**EXERCISE OBJECTIVE**
Print exactly those lines that run from the beginning of the data to the line bearing "const PARALLEL: Backend", inclusive.

**DATASET**

——————

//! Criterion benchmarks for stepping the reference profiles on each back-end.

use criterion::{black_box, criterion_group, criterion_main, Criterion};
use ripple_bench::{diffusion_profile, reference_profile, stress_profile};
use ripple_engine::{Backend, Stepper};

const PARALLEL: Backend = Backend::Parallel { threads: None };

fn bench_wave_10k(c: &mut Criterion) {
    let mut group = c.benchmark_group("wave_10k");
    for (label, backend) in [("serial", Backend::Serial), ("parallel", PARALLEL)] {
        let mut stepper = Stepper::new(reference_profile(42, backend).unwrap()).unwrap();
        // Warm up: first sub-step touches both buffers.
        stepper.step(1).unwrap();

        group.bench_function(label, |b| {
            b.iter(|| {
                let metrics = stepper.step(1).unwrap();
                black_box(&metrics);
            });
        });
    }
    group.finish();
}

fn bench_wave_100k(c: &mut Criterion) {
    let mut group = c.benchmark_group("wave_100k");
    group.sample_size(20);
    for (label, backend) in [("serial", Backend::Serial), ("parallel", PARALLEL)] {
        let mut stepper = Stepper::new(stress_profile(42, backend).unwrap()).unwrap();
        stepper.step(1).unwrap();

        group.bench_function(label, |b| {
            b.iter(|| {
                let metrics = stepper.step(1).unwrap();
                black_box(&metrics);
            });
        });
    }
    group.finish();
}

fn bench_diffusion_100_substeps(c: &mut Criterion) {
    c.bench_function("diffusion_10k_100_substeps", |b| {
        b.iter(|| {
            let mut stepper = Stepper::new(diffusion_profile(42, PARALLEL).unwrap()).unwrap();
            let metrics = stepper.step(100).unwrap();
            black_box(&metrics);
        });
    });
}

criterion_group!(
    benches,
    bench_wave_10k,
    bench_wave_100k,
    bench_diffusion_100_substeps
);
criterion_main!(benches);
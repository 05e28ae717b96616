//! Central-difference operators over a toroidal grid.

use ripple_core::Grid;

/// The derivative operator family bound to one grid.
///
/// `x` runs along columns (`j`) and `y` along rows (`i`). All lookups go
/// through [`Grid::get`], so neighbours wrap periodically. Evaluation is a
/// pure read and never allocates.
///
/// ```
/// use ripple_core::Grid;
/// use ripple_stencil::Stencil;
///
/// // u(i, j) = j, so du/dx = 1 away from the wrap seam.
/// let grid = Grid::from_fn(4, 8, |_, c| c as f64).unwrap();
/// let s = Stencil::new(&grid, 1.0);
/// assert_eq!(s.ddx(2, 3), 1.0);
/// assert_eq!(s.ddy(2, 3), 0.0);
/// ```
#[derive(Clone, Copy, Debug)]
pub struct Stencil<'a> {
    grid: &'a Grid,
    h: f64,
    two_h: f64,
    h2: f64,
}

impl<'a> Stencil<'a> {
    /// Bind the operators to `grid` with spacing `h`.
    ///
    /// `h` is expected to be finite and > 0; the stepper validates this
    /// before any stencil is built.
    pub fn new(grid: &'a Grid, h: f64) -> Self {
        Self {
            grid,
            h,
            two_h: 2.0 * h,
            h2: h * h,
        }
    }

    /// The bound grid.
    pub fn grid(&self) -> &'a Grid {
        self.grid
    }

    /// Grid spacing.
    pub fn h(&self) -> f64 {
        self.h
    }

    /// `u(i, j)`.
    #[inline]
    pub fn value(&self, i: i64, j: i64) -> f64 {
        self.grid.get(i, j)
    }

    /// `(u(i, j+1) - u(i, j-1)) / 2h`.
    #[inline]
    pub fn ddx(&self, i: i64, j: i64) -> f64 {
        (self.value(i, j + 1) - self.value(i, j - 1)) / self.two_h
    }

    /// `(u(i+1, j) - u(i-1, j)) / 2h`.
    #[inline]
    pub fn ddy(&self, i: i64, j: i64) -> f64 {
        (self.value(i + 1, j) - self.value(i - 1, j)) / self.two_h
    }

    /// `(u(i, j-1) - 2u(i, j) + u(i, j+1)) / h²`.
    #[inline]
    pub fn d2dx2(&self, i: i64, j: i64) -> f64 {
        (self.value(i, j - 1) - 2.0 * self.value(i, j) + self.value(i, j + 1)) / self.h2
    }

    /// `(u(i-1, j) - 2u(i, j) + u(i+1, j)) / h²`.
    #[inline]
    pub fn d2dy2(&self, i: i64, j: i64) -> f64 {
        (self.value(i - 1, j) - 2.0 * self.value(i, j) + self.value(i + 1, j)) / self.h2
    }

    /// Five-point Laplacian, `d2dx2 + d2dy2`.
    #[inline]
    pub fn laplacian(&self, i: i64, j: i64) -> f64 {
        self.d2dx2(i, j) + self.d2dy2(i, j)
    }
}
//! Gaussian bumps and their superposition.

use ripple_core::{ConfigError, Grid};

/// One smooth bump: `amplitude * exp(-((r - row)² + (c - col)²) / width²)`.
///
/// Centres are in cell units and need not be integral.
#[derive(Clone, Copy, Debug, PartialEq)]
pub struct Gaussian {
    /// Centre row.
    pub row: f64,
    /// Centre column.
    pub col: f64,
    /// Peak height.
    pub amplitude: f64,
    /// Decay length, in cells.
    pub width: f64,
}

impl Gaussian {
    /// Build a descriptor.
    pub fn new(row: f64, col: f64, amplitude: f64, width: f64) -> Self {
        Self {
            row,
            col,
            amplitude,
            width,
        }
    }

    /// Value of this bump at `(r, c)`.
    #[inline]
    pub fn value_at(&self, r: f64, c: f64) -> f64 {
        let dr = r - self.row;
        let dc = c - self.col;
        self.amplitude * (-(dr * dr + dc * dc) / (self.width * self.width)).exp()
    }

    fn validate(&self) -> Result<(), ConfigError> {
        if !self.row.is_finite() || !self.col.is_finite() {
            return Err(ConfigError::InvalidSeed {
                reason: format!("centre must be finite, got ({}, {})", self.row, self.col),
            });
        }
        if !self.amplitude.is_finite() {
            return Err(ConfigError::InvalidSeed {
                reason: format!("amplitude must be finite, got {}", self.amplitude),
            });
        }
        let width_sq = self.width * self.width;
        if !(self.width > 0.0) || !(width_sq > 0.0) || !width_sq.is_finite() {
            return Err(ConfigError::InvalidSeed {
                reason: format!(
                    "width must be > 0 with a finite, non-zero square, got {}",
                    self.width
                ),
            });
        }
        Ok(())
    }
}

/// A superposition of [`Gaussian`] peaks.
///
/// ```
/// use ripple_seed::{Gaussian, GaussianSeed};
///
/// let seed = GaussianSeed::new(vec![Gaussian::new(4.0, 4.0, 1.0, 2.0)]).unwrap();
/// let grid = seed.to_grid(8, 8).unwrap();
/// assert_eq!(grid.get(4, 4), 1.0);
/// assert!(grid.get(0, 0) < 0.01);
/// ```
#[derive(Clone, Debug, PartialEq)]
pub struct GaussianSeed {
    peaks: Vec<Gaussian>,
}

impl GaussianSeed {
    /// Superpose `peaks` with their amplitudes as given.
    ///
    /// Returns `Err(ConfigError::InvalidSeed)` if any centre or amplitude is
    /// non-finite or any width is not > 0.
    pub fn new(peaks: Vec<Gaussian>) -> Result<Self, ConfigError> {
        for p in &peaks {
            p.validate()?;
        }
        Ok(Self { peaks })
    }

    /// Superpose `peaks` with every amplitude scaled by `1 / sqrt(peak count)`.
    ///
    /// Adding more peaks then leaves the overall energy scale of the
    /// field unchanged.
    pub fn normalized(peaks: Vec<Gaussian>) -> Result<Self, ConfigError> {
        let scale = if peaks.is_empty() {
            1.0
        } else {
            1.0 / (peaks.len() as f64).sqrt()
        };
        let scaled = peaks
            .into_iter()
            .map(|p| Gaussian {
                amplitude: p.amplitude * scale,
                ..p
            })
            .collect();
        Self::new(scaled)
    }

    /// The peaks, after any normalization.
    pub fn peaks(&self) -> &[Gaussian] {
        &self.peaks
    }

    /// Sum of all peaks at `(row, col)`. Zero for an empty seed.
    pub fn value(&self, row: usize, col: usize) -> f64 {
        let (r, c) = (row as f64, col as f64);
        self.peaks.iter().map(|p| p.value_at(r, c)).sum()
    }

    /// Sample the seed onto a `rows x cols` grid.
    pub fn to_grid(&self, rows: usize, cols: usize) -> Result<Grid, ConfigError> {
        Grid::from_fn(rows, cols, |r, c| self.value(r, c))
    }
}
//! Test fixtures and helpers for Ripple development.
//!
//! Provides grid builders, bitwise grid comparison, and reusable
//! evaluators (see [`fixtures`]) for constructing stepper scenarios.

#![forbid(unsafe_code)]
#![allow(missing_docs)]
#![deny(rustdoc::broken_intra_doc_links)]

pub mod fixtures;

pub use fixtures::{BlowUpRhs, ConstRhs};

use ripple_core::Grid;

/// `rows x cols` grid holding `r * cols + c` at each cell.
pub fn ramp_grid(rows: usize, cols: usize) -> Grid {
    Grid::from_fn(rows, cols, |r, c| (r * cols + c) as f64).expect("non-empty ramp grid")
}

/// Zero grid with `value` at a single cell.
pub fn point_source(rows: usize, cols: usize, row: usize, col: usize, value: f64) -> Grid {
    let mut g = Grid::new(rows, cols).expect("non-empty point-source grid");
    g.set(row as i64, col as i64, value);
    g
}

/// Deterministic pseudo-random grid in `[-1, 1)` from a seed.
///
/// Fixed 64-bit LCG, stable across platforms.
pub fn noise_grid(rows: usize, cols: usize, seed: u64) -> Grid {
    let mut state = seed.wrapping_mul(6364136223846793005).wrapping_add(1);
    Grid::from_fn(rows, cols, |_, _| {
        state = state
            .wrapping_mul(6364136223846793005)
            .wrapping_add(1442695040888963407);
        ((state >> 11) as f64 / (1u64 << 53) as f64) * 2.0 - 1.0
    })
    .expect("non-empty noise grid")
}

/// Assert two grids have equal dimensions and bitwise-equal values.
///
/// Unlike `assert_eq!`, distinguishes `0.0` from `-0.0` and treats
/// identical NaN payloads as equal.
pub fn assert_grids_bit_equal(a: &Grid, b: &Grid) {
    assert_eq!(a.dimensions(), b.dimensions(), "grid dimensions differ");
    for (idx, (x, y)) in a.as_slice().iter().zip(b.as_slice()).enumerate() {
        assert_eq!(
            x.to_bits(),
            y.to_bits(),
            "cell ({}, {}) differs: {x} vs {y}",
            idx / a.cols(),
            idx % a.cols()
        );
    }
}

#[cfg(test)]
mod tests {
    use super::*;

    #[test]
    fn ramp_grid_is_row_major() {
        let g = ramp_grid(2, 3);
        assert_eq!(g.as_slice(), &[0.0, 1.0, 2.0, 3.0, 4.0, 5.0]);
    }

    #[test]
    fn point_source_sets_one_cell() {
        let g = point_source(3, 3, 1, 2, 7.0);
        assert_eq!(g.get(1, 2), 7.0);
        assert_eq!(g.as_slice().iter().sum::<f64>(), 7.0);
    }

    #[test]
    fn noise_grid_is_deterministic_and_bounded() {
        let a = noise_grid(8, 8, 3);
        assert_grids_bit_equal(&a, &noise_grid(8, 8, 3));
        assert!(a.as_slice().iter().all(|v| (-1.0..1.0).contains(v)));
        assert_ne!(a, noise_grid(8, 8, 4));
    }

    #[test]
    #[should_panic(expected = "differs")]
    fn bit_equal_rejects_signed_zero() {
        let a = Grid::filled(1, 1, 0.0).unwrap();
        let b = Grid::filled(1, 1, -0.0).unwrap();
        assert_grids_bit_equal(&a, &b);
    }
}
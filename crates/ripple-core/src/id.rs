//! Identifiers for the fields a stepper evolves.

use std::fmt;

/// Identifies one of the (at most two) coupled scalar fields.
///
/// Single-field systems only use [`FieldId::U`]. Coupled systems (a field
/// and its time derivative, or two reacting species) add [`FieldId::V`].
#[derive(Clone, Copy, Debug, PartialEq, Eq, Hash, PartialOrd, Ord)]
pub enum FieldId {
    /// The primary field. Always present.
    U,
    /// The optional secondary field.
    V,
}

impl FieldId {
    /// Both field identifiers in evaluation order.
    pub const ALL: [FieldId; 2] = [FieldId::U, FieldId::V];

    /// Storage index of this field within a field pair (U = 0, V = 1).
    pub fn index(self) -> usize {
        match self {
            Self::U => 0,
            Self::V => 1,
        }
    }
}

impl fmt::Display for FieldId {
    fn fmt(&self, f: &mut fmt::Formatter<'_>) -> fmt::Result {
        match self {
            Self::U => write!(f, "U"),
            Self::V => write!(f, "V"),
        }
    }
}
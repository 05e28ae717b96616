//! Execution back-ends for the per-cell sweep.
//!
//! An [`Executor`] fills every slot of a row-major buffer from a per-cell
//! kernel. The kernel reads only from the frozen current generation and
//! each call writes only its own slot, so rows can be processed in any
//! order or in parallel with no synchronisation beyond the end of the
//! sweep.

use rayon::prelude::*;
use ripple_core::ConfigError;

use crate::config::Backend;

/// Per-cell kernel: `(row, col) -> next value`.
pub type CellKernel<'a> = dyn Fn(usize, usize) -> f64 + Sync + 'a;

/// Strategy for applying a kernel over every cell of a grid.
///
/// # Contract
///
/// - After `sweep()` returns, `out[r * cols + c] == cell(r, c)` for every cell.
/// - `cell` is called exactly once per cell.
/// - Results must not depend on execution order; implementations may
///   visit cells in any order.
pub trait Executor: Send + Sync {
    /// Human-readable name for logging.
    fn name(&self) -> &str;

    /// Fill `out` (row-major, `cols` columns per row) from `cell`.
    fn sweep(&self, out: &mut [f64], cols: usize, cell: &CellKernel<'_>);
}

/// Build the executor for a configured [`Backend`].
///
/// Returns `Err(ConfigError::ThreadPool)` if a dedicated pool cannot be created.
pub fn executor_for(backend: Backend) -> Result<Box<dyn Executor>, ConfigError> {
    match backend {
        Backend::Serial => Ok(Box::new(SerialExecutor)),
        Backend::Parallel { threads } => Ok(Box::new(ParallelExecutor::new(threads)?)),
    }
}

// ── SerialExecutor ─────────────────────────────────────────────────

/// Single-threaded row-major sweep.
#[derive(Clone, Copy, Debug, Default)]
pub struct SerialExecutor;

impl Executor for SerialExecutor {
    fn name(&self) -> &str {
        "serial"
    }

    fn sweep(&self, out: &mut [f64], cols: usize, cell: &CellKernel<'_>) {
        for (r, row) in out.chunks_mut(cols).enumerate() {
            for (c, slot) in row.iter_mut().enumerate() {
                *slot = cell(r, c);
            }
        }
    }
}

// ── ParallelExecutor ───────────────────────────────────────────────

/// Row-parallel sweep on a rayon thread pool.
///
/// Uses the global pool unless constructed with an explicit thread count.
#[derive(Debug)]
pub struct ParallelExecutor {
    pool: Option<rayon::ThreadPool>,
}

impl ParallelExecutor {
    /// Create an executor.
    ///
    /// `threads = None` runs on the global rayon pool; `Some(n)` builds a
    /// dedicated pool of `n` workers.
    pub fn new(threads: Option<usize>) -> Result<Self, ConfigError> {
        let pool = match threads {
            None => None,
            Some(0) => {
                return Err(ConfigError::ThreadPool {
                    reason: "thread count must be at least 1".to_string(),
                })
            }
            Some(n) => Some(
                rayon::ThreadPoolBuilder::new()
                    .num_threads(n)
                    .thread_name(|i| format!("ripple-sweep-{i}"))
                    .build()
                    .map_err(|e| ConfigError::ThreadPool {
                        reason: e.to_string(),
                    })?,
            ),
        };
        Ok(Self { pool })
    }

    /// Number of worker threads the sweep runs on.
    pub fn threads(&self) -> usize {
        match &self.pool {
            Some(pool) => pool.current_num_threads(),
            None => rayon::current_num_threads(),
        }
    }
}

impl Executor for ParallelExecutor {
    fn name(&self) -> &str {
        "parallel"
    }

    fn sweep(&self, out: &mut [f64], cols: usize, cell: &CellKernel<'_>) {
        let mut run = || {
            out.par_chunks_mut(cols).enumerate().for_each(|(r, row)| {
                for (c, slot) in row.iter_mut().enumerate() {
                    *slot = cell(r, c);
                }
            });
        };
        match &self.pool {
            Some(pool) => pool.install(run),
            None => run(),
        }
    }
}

——————

**OUTPUT**
//! Criterion benchmarks for stepping the reference profiles on each back-end.

use criterion::{black_box, criterion_group, criterion_main, Criterion};
use ripple_bench::{diffusion_profile, reference_profile, stress_profile};
use ripple_engine::{Backend, Stepper};

const PARALLEL: Backend = Backend::Parallel { threads: None };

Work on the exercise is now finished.